— EXERCISE —
Print exactly the lines below between the line holding "pub fn new(store: Arc<dyn" and the line holding "token is unknown.", inclusive, and nothing more.

+===+

//! Per-stop proximity fan-out.
//!
//! One `count_within` query is issued per stop on a [`JoinSet`], bounded
//! by a [`Semaphore`]. Each task reports its stop index, so the merged
//! result follows the canonical stop order no matter which query finishes
//! first. The first failing query aborts every task still running.
//!
//! The store's generation is read before and after the fan-out. If a new
//! snapshot was installed in between, the per-stop counts may mix two
//! snapshots, so the fan-out is discarded and run once more.

use std::sync::Arc;
use std::time::{Duration, Instant};

use envwatch_database::{IncidentStore, StoreError};
use envwatch_heatmap_models::{HeatmapFilter, PROXIMITY_RADIUS_M, ProximityResult};
use envwatch_incident_models::FilterSignature;
use tokio::sync::Semaphore;
use tokio::task::JoinSet;

use crate::{HeatmapConfig, HeatmapError};

/// Fan-outs attempted before a computation that keeps straddling snapshot
/// installs gives up.
const SNAPSHOT_ATTEMPTS: usize = 2;

/// Computes complete heatmaps against an [`IncidentStore`].
pub struct ProximityAggregator {
    store: Arc<dyn IncidentStore>,
    max_concurrency: usize,
    compute_timeout: Option<Duration>,
}

impl ProximityAggregator {
    /// Creates an aggregator with the fan-out settings from `config`.
    #[must_use]
    pub fn new(store: Arc<dyn IncidentStore>, config: &HeatmapConfig) -> Self {
        Self {
            store,
            max_concurrency: config.max_concurrency.max(1),
            compute_timeout: config.compute_timeout,
        }
    }

    /// Translates `filter` and computes its heatmap.
    ///
    /// # Errors
    ///
    /// * [`HeatmapError::InvalidFilter`] if the bucket token is unknown.
    ///   No store query is issued in that case.
    /// * Any error from [`Self::compute`].
    pub async fn aggregate(
        &self,
        filter: &HeatmapFilter,
    ) -> Result<Vec<ProximityResult>, HeatmapError> {
        let signature = filter.signature()?;
        self.compute(&signature).await
    }

    /// Computes one weight per stop for an already normalized signature.
    ///
    /// The result has exactly one entry per stop, in stop order.
    ///
    /// # Errors
    ///
    /// * [`HeatmapError::UpstreamUnavailable`] if the store is unreachable,
    ///   any per-stop query fails, or the store's snapshot changed under
    ///   every attempt.
    /// * [`HeatmapError::ComputeTimeout`] if a compute timeout is set and
    ///   the fan-out does not finish within it.
    pub async fn compute(
        &self,
        signature: &FilterSignature,
    ) -> Result<Vec<ProximityResult>, HeatmapError> {
        let Some(after) = self.compute_timeout else {
            return self.consistent_fan_out(signature).await;
        };

        tokio::time::timeout(after, self.consistent_fan_out(signature))
            .await
            .unwrap_or_else(|_| {
                log::error!("Heatmap computation for {signature} timed out after {after:?}");
                Err(HeatmapError::ComputeTimeout { after })
            })
    }

    async fn consistent_fan_out(
        &self,
        signature: &FilterSignature,
    ) -> Result<Vec<ProximityResult>, HeatmapError> {
        self.store.ping().await?;

        for attempt in 1..=SNAPSHOT_ATTEMPTS {
            let before = self.store.generation().await?;
            let results = self.fan_out(signature).await?;
            let after = self.store.generation().await?;

            if before == after {
                return Ok(results);
            }
            log::warn!(
                "Snapshot changed ({before} -> {after}) while computing heatmap for {signature} \
                 (attempt {attempt}/{SNAPSHOT_ATTEMPTS})"
            );
        }

        Err(HeatmapError::UpstreamUnavailable {
            message: "snapshot changed during computation".to_string(),
        })
    }

    async fn fan_out(
        &self,
        signature: &FilterSignature,
    ) -> Result<Vec<ProximityResult>, HeatmapError> {
        let start = Instant::now();

        let stops = self.store.load_stops().await?;

        log::debug!(
            "Computing heatmap for {signature} over {} stops (concurrency {})",
            stops.len(),
            self.max_concurrency
        );

        let semaphore = Arc::new(Semaphore::new(self.max_concurrency));
        let mut tasks = JoinSet::new();

        for (idx, stop) in stops.iter().enumerate() {
            let store = Arc::clone(&self.store);
            let semaphore = Arc::clone(&semaphore);
            let signature = signature.clone();
            let center = stop.location;

            tasks.spawn(async move {
                let _permit = semaphore
                    .acquire_owned()
                    .await
                    .map_err(|e| StoreError::unavailable(e.to_string()))?;
                let count = store
                    .count_within(center, PROXIMITY_RADIUS_M, &signature)
                    .await?;
                Ok::<_, StoreError>((idx, count))
            });
        }

        let mut weights: Vec<Option<u64>> = vec![None; stops.len()];

        while let Some(joined) = tasks.join_next().await {
            match joined {
                Ok(Ok((idx, count))) => {
                    if let Some(slot) = weights.get_mut(idx) {
                        *slot = Some(count);
                    }
                }
                Ok(Err(e)) => {
                    tasks.abort_all();
                    log::error!("Heatmap computation for {signature} failed: {e}");
                    return Err(e.into());
                }
                Err(e) => {
                    tasks.abort_all();
                    log::error!("Heatmap query task for {signature} did not complete: {e}");
                    return Err(HeatmapError::UpstreamUnavailable {
                        message: format!("stop query task failed: {e}"),
                    });
                }
            }
        }

        let results = stops
            .iter()
            .zip(weights)
            .map(|(stop, weight)| {
                weight
                    .map(|w| ProximityResult::for_stop(stop, w))
                    .ok_or_else(|| HeatmapError::UpstreamUnavailable {
                        message: format!("no count for stop {}", stop.stop_id),
                    })
            })
            .collect::<Result<Vec<_>, _>>()?;

        log::info!(
            "Computed heatmap for {signature}: {} stops in {:.2?}",
            results.len(),
            start.elapsed()
        );

        Ok(results)
    }
}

+===+

— ANSWER TO THIS TASK —
    pub fn new(store: Arc<dyn IncidentStore>, config: &HeatmapConfig) -> Self {
        Self {
            store,
            max_concurrency: config.max_concurrency.max(1),
            compute_timeout: config.compute_timeout,
        }
    }

    /// Translates `filter` and computes its heatmap.
    ///
    /// # Errors
    ///
    /// * [`HeatmapError::InvalidFilter`] if the bucket token is unknown.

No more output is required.